Try it> For the entries below, state how many lines contain the word "based" and add nothing else.

Data items:
══════════
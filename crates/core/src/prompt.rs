use crate::extract::Strategy;

const MARKER_SYSTEM_PROMPT: &str = "\
You are an expert full-stack web developer.

Your job: generate a complete multi-page website using TailwindCSS and Vanilla JS.

Rules:
- Return HTML for multiple pages.
- Each page must start with this exact line:
===PAGE: filename.html===
- After that line, include the full <html> code for that page.
- Pages to include: index.html, login.html, signup.html, about.html, tasks.html.
- Use TailwindCSS from CDN for a modern, beautiful UI.
- Link between pages with relative URLs (e.g. href=\"about.html\").
- Do NOT include markdown, explanations, or code fences.";

const ENVELOPE_SYSTEM_PROMPT: &str = "\
You are an expert full-stack web developer.

Your job: generate a complete multi-page website using TailwindCSS and Vanilla JS.

Rules:
- Respond with a single JSON object and nothing else.
- The object has one key, \"files\", holding an array of {\"path\": string, \"content\": string}.
- Paths are relative to the project root (e.g. \"index.html\", \"js/app.js\").
- Always include index.html, login.html, signup.html, about.html and tasks.html.
- Use TailwindCSS from CDN for a modern, beautiful UI.
- Link between pages with relative URLs.
- Do NOT wrap the JSON in markdown or add explanations.";

/// System prompt matching the way the response will be decoded.
pub fn system_prompt(strategy: Strategy) -> &'static str {
    match strategy {
        Strategy::Marker => MARKER_SYSTEM_PROMPT,
        Strategy::Envelope => ENVELOPE_SYSTEM_PROMPT,
    }
}

/// Build the user prompt for a project description.
pub fn build_user_prompt(description: &str) -> String {
    format!(
        "Build a project based on this description: \"{}\"\n\nInclude all pages as instructed above.",
        description.trim()
    )
}

#[cfg(test)]
mod tests {
    use super::*;

    #[test]
    fn test_user_prompt_embeds_description() {
        let prompt = build_user_prompt("  a todo app \n");
        assert!(prompt.starts_with("Build a project based on this description: \"a todo app\""));
    }

    #[test]
    fn test_system_prompt_matches_strategy() {
        assert!(system_prompt(Strategy::Marker).contains("===PAGE: filename.html==="));
        assert!(system_prompt(Strategy::Envelope).contains("\"files\""));
    }
}
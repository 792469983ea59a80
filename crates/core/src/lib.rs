//! Core library for sitegen
//!
//! This crate implements the **Functional Core** of the sitegen application,
//! following the Functional Core - Imperative Shell architectural pattern.
//!
//! # Architecture Overview
//!
//! - **`sitegen_core`** (this crate): Pure transformation functions with zero I/O
//! - **`sitegen`**: HTTP server, completion client, database and filesystem (the Imperative Shell)
//!
//! Every function in this crate is deterministic: the model response, the
//! project id and the file entries come in as plain data and the results go
//! out as plain data. Randomness (project ids) and persistence live in the
//! shell.
//!
//! # Module Organization
//!
//! - [`extract`]: Decode model output into file entries (marker and JSON envelope strategies)
//! - [`project`]: Project ids, validated relative paths and the final file plan
//! - [`prompt`]: System and user prompts for the completion call
//! - [`media`]: Content types for served files
//! - [`accounts`]: Signup/login form validation
//!
//! # Example Usage
//!
//! ```rust
//! use sitegen_core::extract::{extract_files, Strategy};
//! use sitegen_core::project::{plan_project, ProjectId};
//!
//! let response = "===PAGE: about.html===\n<html><head></head></html>";
//! let entries = extract_files(response, Strategy::Marker).unwrap();
//!
//! let plan = plan_project(entries, ProjectId::parse("demo").unwrap());
//! assert!(plan.get("index.html").is_some());
//! assert!(plan.get("index_preview.html").is_some());
//! ```

pub mod accounts;
pub mod extract;
pub mod media;
pub mod project;
pub mod prompt;
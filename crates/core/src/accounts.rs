/// Username and password as submitted by a signup or login form.
#[derive(Debug, Clone, PartialEq, Eq)]
pub struct Credentials {
    pub username: String,
    pub password: String,
}

impl Credentials {
    /// Trim the username and require both fields.
    pub fn new(username: &str, password: &str) -> Result<Self, String> {
        let username = username.trim();

        if username.is_empty() {
            return Err("Username is required".to_string());
        }

        if password.is_empty() {
            return Err("Password is required".to_string());
        }

        Ok(Self {
            username: username.to_string(),
            password: password.to_string(),
        })
    }
}
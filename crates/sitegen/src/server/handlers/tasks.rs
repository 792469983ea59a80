use axum::extract::rejection::FormRejection;
use axum::extract::{Path, State};
use axum::{Form, Json};
use serde::Deserialize;

use super::StatusResponse;
use crate::error::Error;
use crate::server::SharedContext;
use crate::store::Task;

#[derive(Debug, Deserialize)]
pub struct TaskForm {
    pub username: String,
    pub content: String,
}

pub async fn list_tasks(
    State(context): State<SharedContext>,
    Path(username): Path<String>,
) -> Result<Json<Vec<Task>>, Error> {
    let tasks = context
        .store
        .blocking(move |store| store.list_tasks(&username))
        .await?;

    Ok(Json(tasks))
}

pub async fn add_task(
    State(context): State<SharedContext>,
    form: Result<Form<TaskForm>, FormRejection>,
) -> Result<Json<StatusResponse>, Error> {
    let Form(form) = form.map_err(|e| Error::Validation(e.body_text()))?;

    let TaskForm { username, content } = form;
    let owner = username.clone();
    let id = context
        .store
        .blocking(move |store| store.add_task(&username, &content))
        .await?;
    log::debug!("Added task {id} for {owner}");

    Ok(Json(StatusResponse::ok("Task added")))
}

/// Deleting a task that does not exist still reports success.
pub async fn delete_task(
    State(context): State<SharedContext>,
    Path(task_id): Path<i64>,
) -> Result<Json<StatusResponse>, Error> {
    let removed = context
        .store
        .blocking(move |store| store.delete_task(task_id))
        .await?;

    if !removed {
        log::debug!("Task {task_id} not found, nothing to delete");
    }

    Ok(Json(StatusResponse::ok("Task deleted")))
}
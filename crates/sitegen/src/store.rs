//! SQLite persistence for accounts and to-do tasks.

use std::path::Path;
use std::sync::{Arc, Mutex, MutexGuard};

use argon2::password_hash::{PasswordHash, PasswordHasher, PasswordVerifier, SaltString};
use argon2::Argon2;
use rusqlite::{params, Connection, ErrorCode, OptionalExtension};
use serde::Serialize;
use sitegen_core::accounts::Credentials;

use crate::error::Error;

const SCHEMA: &str = "
CREATE TABLE IF NOT EXISTS users (
    id INTEGER PRIMARY KEY AUTOINCREMENT,
    username TEXT NOT NULL UNIQUE,
    password TEXT NOT NULL
);
CREATE TABLE IF NOT EXISTS tasks (
    id INTEGER PRIMARY KEY AUTOINCREMENT,
    username TEXT NOT NULL,
    content TEXT NOT NULL
);
CREATE INDEX IF NOT EXISTS idx_tasks_username ON tasks (username);
";

#[derive(Debug, Clone, PartialEq, Eq, Serialize)]
pub struct Task {
    pub id: i64,
    pub content: String,
}

#[derive(Debug, Clone, Copy, PartialEq, Eq)]
pub enum SignupOutcome {
    Created,
    UsernameTaken,
}

/// Cloneable handle to the database. SQLite calls are serialized by the mutex.
#[derive(Clone)]
pub struct Store {
    conn: Arc<Mutex<Connection>>,
}

impl Store {
    /// Open (or create) the database file and make sure the tables exist.
    pub fn open(path: &Path) -> Result<Self, Error> {
        if let Some(parent) = path.parent().filter(|p| !p.as_os_str().is_empty()) {
            std::fs::create_dir_all(parent)
                .map_err(|e| Error::Storage(format!("Failed to create database directory: {e}")))?;
        }

        let conn = Connection::open(path)
            .map_err(|e| Error::Storage(format!("Failed to open database: {e}")))?;
        Self::init(conn)
    }

    pub fn open_in_memory() -> Result<Self, Error> {
        let conn = Connection::open_in_memory()
            .map_err(|e| Error::Storage(format!("Failed to open database: {e}")))?;
        Self::init(conn)
    }

    fn init(conn: Connection) -> Result<Self, Error> {
        conn.execute_batch(SCHEMA)
            .map_err(|e| Error::Storage(format!("Failed to create tables: {e}")))?;

        Ok(Self {
            conn: Arc::new(Mutex::new(conn)),
        })
    }

    /// Run `op` against a clone of this handle on tokio's blocking pool.
    ///
    /// SQLite calls and password hashing block, so async callers go through here.
    pub async fn blocking<T, F>(&self, op: F) -> Result<T, Error>
    where
        T: Send + 'static,
        F: FnOnce(&Store) -> Result<T, Error> + Send + 'static,
    {
        let store = self.clone();
        tokio::task::spawn_blocking(move || op(&store))
            .await
            .map_err(|e| Error::Storage(format!("Database task failed: {e}")))?
    }

    fn lock(&self) -> Result<MutexGuard<'_, Connection>, Error> {
        self.conn
            .lock()
            .map_err(|_| Error::Storage("Database connection lock poisoned".to_string()))
    }

    /// Create a user. Uniqueness is enforced by the table's UNIQUE constraint.
    pub fn signup(&self, credentials: &Credentials) -> Result<SignupOutcome, Error> {
        let hash = hash_password(&credentials.password)?;

        let conn = self.lock()?;
        let inserted = conn.execute(
            "INSERT INTO users (username, password) VALUES (?1, ?2)",
            params![credentials.username, hash],
        );

        match inserted {
            Ok(_) => Ok(SignupOutcome::Created),
            Err(rusqlite::Error::SqliteFailure(err, _))
                if err.code == ErrorCode::ConstraintViolation =>
            {
                Ok(SignupOutcome::UsernameTaken)
            }
            Err(e) => Err(Error::Storage(format!("Failed to create user: {e}"))),
        }
    }

    /// Returns `true` when the username exists and the password matches.
    pub fn login(&self, credentials: &Credentials) -> Result<bool, Error> {
        let stored: Option<String> = self
            .lock()?
            .query_row(
                "SELECT password FROM users WHERE username = ?1",
                params![credentials.username],
                |row| row.get(0),
            )
            .optional()
            .map_err(|e| Error::Storage(format!("Failed to query users: {e}")))?;

        Ok(stored.is_some_and(|hash| verify_password(&credentials.password, &hash)))
    }

    pub fn list_tasks(&self, username: &str) -> Result<Vec<Task>, Error> {
        let conn = self.lock()?;
        let mut stmt = conn
            .prepare("SELECT id, content FROM tasks WHERE username = ?1 ORDER BY id")
            .map_err(|e| Error::Storage(format!("Failed to prepare query: {e}")))?;

        let tasks = stmt
            .query_map(params![username], |row| {
                Ok(Task {
                    id: row.get(0)?,
                    content: row.get(1)?,
                })
            })
            .map_err(|e| Error::Storage(format!("Failed to query tasks: {e}")))?
            .collect::<Result<Vec<_>, _>>()
            .map_err(|e| Error::Storage(format!("Failed to read task: {e}")))?;

        Ok(tasks)
    }

    /// Insert a task and return its id.
    pub fn add_task(&self, username: &str, content: &str) -> Result<i64, Error> {
        let conn = self.lock()?;
        conn.execute(
            "INSERT INTO tasks (username, content) VALUES (?1, ?2)",
            params![username, content],
        )
        .map_err(|e| Error::Storage(format!("Failed to store task: {e}")))?;
        Ok(conn.last_insert_rowid())
    }

    /// Returns `true` when a row was removed.
    pub fn delete_task(&self, id: i64) -> Result<bool, Error> {
        let conn = self.lock()?;
        let removed = conn
            .execute("DELETE FROM tasks WHERE id = ?1", params![id])
            .map_err(|e| Error::Storage(format!("Failed to delete task: {e}")))?;
        Ok(removed > 0)
    }
}

fn hash_password(password: &str) -> Result<String, Error> {
    let salt_bytes: [u8; 16] = rand::random();
    let salt = SaltString::encode_b64(&salt_bytes)
        .map_err(|e| Error::Storage(format!("Failed to encode salt: {e}")))?;

    Argon2::default()
        .hash_password(password.as_bytes(), &salt)
        .map(|hash| hash.to_string())
        .map_err(|e| Error::Storage(format!("Failed to hash password: {e}")))
}

fn verify_password(password: &str, stored: &str) -> bool {
    PasswordHash::new(stored)
        .map(|parsed| {
            Argon2::default()
                .verify_password(password.as_bytes(), &parsed)
                .is_ok()
        })
        .unwrap_or(false)
}
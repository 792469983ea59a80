mod cli;
mod handlers;

pub use cli::App;

use crate::generate::Generator;
use crate::prelude::{eprintln, *};
use crate::store::Store;
use axum::{
    routing::{get, post},
    Router,
};
use std::sync::Arc;
use tower_http::cors::{Any, CorsLayer};

/// Everything a request handler needs, built once at startup.
pub struct AppContext {
    pub generator: Generator,
    pub store: Store,
}

pub type SharedContext = Arc<AppContext>;

pub fn router(context: SharedContext) -> Router {
    let cors = CorsLayer::new()
        .allow_origin(Any)
        .allow_methods(Any)
        .allow_headers(Any);

    Router::new()
        .route("/generate/", post(handlers::generate::generate))
        .route("/api/signup", post(handlers::accounts::signup))
        .route("/api/login", post(handlers::accounts::login))
        .route("/api/tasks", post(handlers::tasks::add_task))
        // GET takes a username, DELETE a task id.
        .route(
            "/api/tasks/{key}",
            get(handlers::tasks::list_tasks).delete(handlers::tasks::delete_task),
        )
        .route("/download/{archive}", get(handlers::files::download))
        .route(
            "/generated_projects/{project_id}/{*path}",
            get(handlers::files::generated_file),
        )
        .layer(cors)
        .with_state(context)
}

/// Module entry point
pub async fn run(app: App, global: crate::Global) -> Result<()> {
    // Prepare the output directory and database
    let generator = Generator::from_options(&app.generator)?;
    std::fs::create_dir_all(generator.generated_dir()).with_context(|| {
        f!(
            "Failed to create {}",
            generator.generated_dir().display()
        )
    })?;
    let store = Store::open(&app.database).map_err(|e| eyre!(e))?;

    let addr = format!("{}:{}", app.host, app.port);

    if global.verbose {
        eprintln!("Database: {}", app.database.display());
        eprintln!("Generated projects: {}", app.generator.generated_dir.display());
        eprintln!("Model: {}", app.generator.completion.model);
        eprintln!("Strategy: {}", app.generator.strategy);
    }

    let context = Arc::new(AppContext { generator, store });

    // Bind and serve
    let listener = tokio::net::TcpListener::bind(&addr)
        .await
        .map_err(|e| eyre!("Failed to bind to {}: {}", addr, e))?;

    log::info!("sitegen listening on http://{addr}");

    axum::serve(listener, router(context))
        .await
        .map_err(|e| eyre!("Server error: {e}"))?;

    Ok(())
}

#[cfg(test)]
mod tests {
    use super::*;
    use crate::generate::tests::{CannedCompleter, FailingCompleter, MARKER_RESPONSE};
    use crate::llm::Completer;
    use serde_json::{json, Value};
    use sitegen_core::extract::Strategy;
    use std::io::Cursor;
    use tempfile::TempDir;

    struct TestServer {
        base_url: String,
        client: reqwest::Client,
        _temp_dir: TempDir,
    }

    impl TestServer {
        async fn start(strategy: Strategy, completer: impl Completer + 'static) -> Self {
            let temp_dir = TempDir::new().unwrap();
            let generator = Generator::new(
                temp_dir.path().join("generated_projects"),
                strategy,
                Arc::new(completer),
            );
            let context = Arc::new(AppContext {
                generator,
                store: Store::open_in_memory().unwrap(),
            });

            let listener = tokio::net::TcpListener::bind("127.0.0.1:0").await.unwrap();
            let addr = listener.local_addr().unwrap();
            tokio::spawn(async move {
                axum::serve(listener, router(context)).await.unwrap();
            });

            Self {
                base_url: format!("http://{addr}"),
                client: reqwest::Client::new(),
                _temp_dir: temp_dir,
            }
        }

        fn url(&self, path: &str) -> String {
            format!("{}{}", self.base_url, path)
        }

        async fn generate(&self, body: Value) -> (u16, Value) {
            let response = self
                .client
                .post(self.url("/generate/"))
                .json(&body)
                .send()
                .await
                .unwrap();
            let status = response.status().as_u16();
            (status, response.json().await.unwrap())
        }

        async fn form(&self, path: &str, fields: &[(&str, &str)]) -> Value {
            self.client
                .post(self.url(path))
                .form(fields)
                .send()
                .await
                .unwrap()
                .json()
                .await
                .unwrap()
        }
    }

    async fn marker_server() -> TestServer {
        TestServer::start(
            Strategy::Marker,
            CannedCompleter(MARKER_RESPONSE.to_string()),
        )
        .await
    }

    #[tokio::test]
    async fn test_generate_then_download() {
        let server = marker_server().await;

        let (status, body) = server.generate(json!({ "description": "a todo app" })).await;
        assert_eq!(status, 200);
        assert_eq!(body["message"], "Project generated successfully");
        let project_id = body["project_id"].as_str().unwrap().to_string();

        let response = server
            .client
            .get(server.url(&format!("/download/{project_id}.zip")))
            .send()
            .await
            .unwrap();
        assert_eq!(response.status().as_u16(), 200);
        assert_eq!(response.headers()["content-type"], "application/zip");

        let bytes = response.bytes().await.unwrap();
        assert!(!bytes.is_empty());

        let archive = zip::ZipArchive::new(Cursor::new(bytes.to_vec())).unwrap();
        let names: Vec<&str> = archive.file_names().collect();
        assert!(names.contains(&format!("{project_id}/index.html").as_str()));
        assert!(names.contains(&format!("{project_id}/index_preview.html").as_str()));
    }

    #[tokio::test]
    async fn test_generated_files_are_served_with_content_type() {
        let server = marker_server().await;
        let (_, body) = server.generate(json!({ "description": "a todo app" })).await;
        let project_id = body["project_id"].as_str().unwrap();

        let response = server
            .client
            .get(server.url(&format!("/generated_projects/{project_id}/about.html")))
            .send()
            .await
            .unwrap();
        assert_eq!(response.status().as_u16(), 200);
        assert_eq!(response.headers()["content-type"], "text/html");

        let html = response.text().await.unwrap();
        assert!(html.contains(&format!(
            r#"<head><base href="/generated_projects/{project_id}/">"#
        )));
    }

    #[tokio::test]
    async fn test_missing_files_are_404() {
        let server = marker_server().await;
        let (_, body) = server.generate(json!({ "description": "a todo app" })).await;
        let project_id = body["project_id"].as_str().unwrap();

        for path in [
            format!("/generated_projects/{project_id}/missing.html"),
            "/generated_projects/nope/index.html".to_string(),
            format!("/generated_projects/{project_id}/..%2F..%2Fdata.db"),
            "/download/nope.zip".to_string(),
            format!("/download/{project_id}"),
        ] {
            let response = server.client.get(server.url(&path)).send().await.unwrap();
            assert_eq!(response.status().as_u16(), 404, "{path}");
            let body: Value = response.json().await.unwrap();
            assert_eq!(body["error"], "File not found");
        }
    }

    #[tokio::test]
    async fn test_blank_or_missing_description_is_400() {
        let server = marker_server().await;

        for body in [json!({ "description": "   " }), json!({})] {
            let (status, body) = server.generate(body).await;
            assert_eq!(status, 400);
            assert_eq!(body["error"], "Missing project description");
        }
    }

    #[tokio::test]
    async fn test_upstream_failure_is_500() {
        let server = TestServer::start(Strategy::Marker, FailingCompleter).await;

        let (status, body) = server.generate(json!({ "description": "a todo app" })).await;
        assert_eq!(status, 500);
        assert!(body["error"].as_str().unwrap().contains("401 Unauthorized"));
    }

    #[tokio::test]
    async fn test_unparseable_model_output_is_500() {
        let server = TestServer::start(
            Strategy::Envelope,
            CannedCompleter("no files for you".to_string()),
        )
        .await;

        let (status, body) = server.generate(json!({ "description": "a todo app" })).await;
        assert_eq!(status, 500);
        assert!(body["error"].is_string());
    }

    #[tokio::test]
    async fn test_signup_and_login() {
        let server = marker_server().await;
        let alice = [("username", "alice"), ("password", "hunter2")];

        let body = server.form("/api/signup", &alice).await;
        assert_eq!(body, json!({ "success": true, "message": "Signup successful!" }));

        let body = server.form("/api/signup", &alice).await;
        assert_eq!(
            body,
            json!({ "success": false, "message": "Username already exists" })
        );

        let body = server.form("/api/login", &alice).await;
        assert_eq!(body["success"], true);

        let body = server
            .form("/api/login", &[("username", "alice"), ("password", "nope")])
            .await;
        assert_eq!(body, json!({ "success": false, "message": "Invalid credentials" }));
    }

    #[tokio::test]
    async fn test_task_crud() {
        let server = marker_server().await;

        let body = server
            .form("/api/tasks", &[("username", "alice"), ("content", "buy milk")])
            .await;
        assert_eq!(body, json!({ "success": true, "message": "Task added" }));

        let tasks: Value = server
            .client
            .get(server.url("/api/tasks/alice"))
            .send()
            .await
            .unwrap()
            .json()
            .await
            .unwrap();
        assert_eq!(tasks[0]["content"], "buy milk");
        let task_id = tasks[0]["id"].as_i64().unwrap();

        let body: Value = server
            .client
            .delete(server.url(&format!("/api/tasks/{task_id}")))
            .send()
            .await
            .unwrap()
            .json()
            .await
            .unwrap();
        assert_eq!(body, json!({ "success": true, "message": "Task deleted" }));

        let tasks: Value = server
            .client
            .get(server.url("/api/tasks/alice"))
            .send()
            .await
            .unwrap()
            .json()
            .await
            .unwrap();
        assert_eq!(tasks, json!([]));
    }
}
══════════
Your response> 2